When designing a flower garden, it’s essential to take note of its specific conditions for best results. Experienced garden designers typically include both perennials and annuals to provide year-round color.
Begin by outlining the borders of your garden with edging or other landscape materials to keep weeds and grass away from your flowers and to make maintenance simpler. Doing this will also keep the grass and weeds at bay and facilitate easier garden management.
Location
At first glance, location is of primary concern when creating a flower garden. From lining your front doorwalkway to filling in around an arbor, a flower bed must work in with both your home’s architecture and lighting conditions to be successful.
Experts advise assessing both sunlight availability and available space before planting flowers in any location. Most flowers require at least six hours of daily sunlight exposure in order to thrive.
Flower gardens typically include paths and access aisles to make maintenance and enjoyment of blooms easier, and selecting plants with staggered bloom times to add year-round interest – choose shrubs for winter color, perennials for summer/autumn blooms and annuals as fillers for slow seasons.
Soil
Flower gardens without an obvious focal point can become chaotic. From stunning collections of blooms to hardscaping elements, something should attract the eye and set the scene for what lies ahead.
Expert garden designers employ repetition to achieve a harmonious design in their flower gardens, advises Wiley. By repeating certain colors or shapes throughout, they create a coherent appearance without appearing disjointed.
Mixing plants of differing textures and sizes will also add interest, creating an eye-catching display. Pair fine-leafed kale with ornamental grasses with spikey ornamental spikes or group dainty perennials near tall shrubs and herbaceous perennials for an unexpected visual experience. You’ll discover this design trick produces richer results than simple symmetrical arrangements; strive to incorporate odd numbers of each plant to avoid an overwhelming “soup-to-nuts” look.
Sunlight
An effective flower garden begins with accurate measurements and careful layout. Before digging begins, draw out your new or revised flower bed on paper so all of your ideas fit within its confines and create a cohesive design.
Experienced flower garden designers incorporate plants with staggered bloom times into their design to provide year-round interest and color. You can add visual accents like decorative trellises, birdbaths, or other landscape features that serve as visual frames for your flowers, drawing the eye back into your garden and providing the backdrop necessary for blooming blooms.
As soon as your flower beds have been meticulously weeded, consider adding an edge around each bed to set the flowers apart from their surrounding landscape and prevent grass and weeds from creeping in. Edging can be made out of gravel, stones or any other material to define and add texture to your garden.
Water
Flower beds can be easily established on level ground, although slight or even steep slopes may work with careful design. Steeper slopes may require terracing to protect soil quality for healthy flower growth.
Before selecting flowers, draft a sketch of your garden plan. This will enable you to visualize its layout and make necessary modifications before planting begins.
Pick plants based on year-round interest, bloom time, show-stopping focal points and bonus attributes like fragrance or whether they attract butterflies and pollinators. Arrange plants so they do not obscure windows or doors when placing in your garden and remember leaves will provide much-needed background color even when flowers have faded.
Plants
Flowers are at the core of every garden. Their vibrant blooms can bring color and vibrance to any landscape; however, to guarantee success in planting them successfully.

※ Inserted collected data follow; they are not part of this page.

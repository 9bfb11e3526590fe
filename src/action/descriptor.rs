//! Oracle Response Parsing and Validation
//!
//! Turns the oracle's free text into a validated [`OracleResponse`]. Parsing runs
//! in two stages so each can be tested on its own:
//!
//! 1. [`extract_payload`] strips code fences (nested ones too) and surrounding prose.
//! 2. [`parse_oracle_response`] checks the JSON structure and builds typed values.
//!
//! Only structural problems are rejected: a missing `action`, a missing or unknown
//! `actionType`, or a scroll without a usable `direction` and `distance`. Unknown
//! fields are ignored and cosmetic fields fall back to defaults.

use serde::{Deserialize, Serialize};
use serde_json::{Map, Value};
use thiserror::Error;

/// Why an oracle response was rejected
#[derive(Debug, Clone, Copy, PartialEq, Eq, Serialize, Deserialize)]
#[serde(rename_all = "snake_case")]
pub enum ResponseErrorKind {
    /// Payload is not well-formed JSON
    JsonSyntax,

    /// Required field is absent
    MissingField,

    /// Field present with an unusable value
    InvalidValue,

    /// JSON is well-formed but has the wrong shape
    InvalidStructure,
}

/// A rejected oracle response, with the offending field
#[derive(Error, Debug, Clone, PartialEq, Eq, Serialize, Deserialize)]
#[error("{message}")]
pub struct ResponseError {
    pub kind: ResponseErrorKind,

    pub message: String,

    /// Field path, e.g. "action.direction" (empty for whole-payload errors)
    pub field_path: String,
}

impl ResponseError {
    fn new(kind: ResponseErrorKind, field_path: &str, message: impl Into<String>) -> Self {
        Self {
            kind,
            message: message.into(),
            field_path: field_path.to_string(),
        }
    }
}

#[derive(Debug, Clone, Copy, PartialEq, Eq, Serialize, Deserialize)]
#[serde(rename_all = "lowercase")]
pub enum ScrollDirection {
    Up,
    Down,
    Left,
    Right,
}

Select a mix of perennials and annuals for all-season bloom. Perennials like peonies and lilies have long bloom times, while annuals such as zinnias and impatiens add color when other flowers start to fade in late summer or fall.
Gruping plants with similar water and sunlight requirements makes caring for an entire planting easier, as does playing around with texture and size by mixing fine foliage with coarse leaves or tall with short plants for visual contrast. Repetition of core colors across an arrangement helps ensure a cohesive look – expert flower garden designers often plant odd numbers of each kind of plant–three, five, seven–in order to achieve dynamic looks.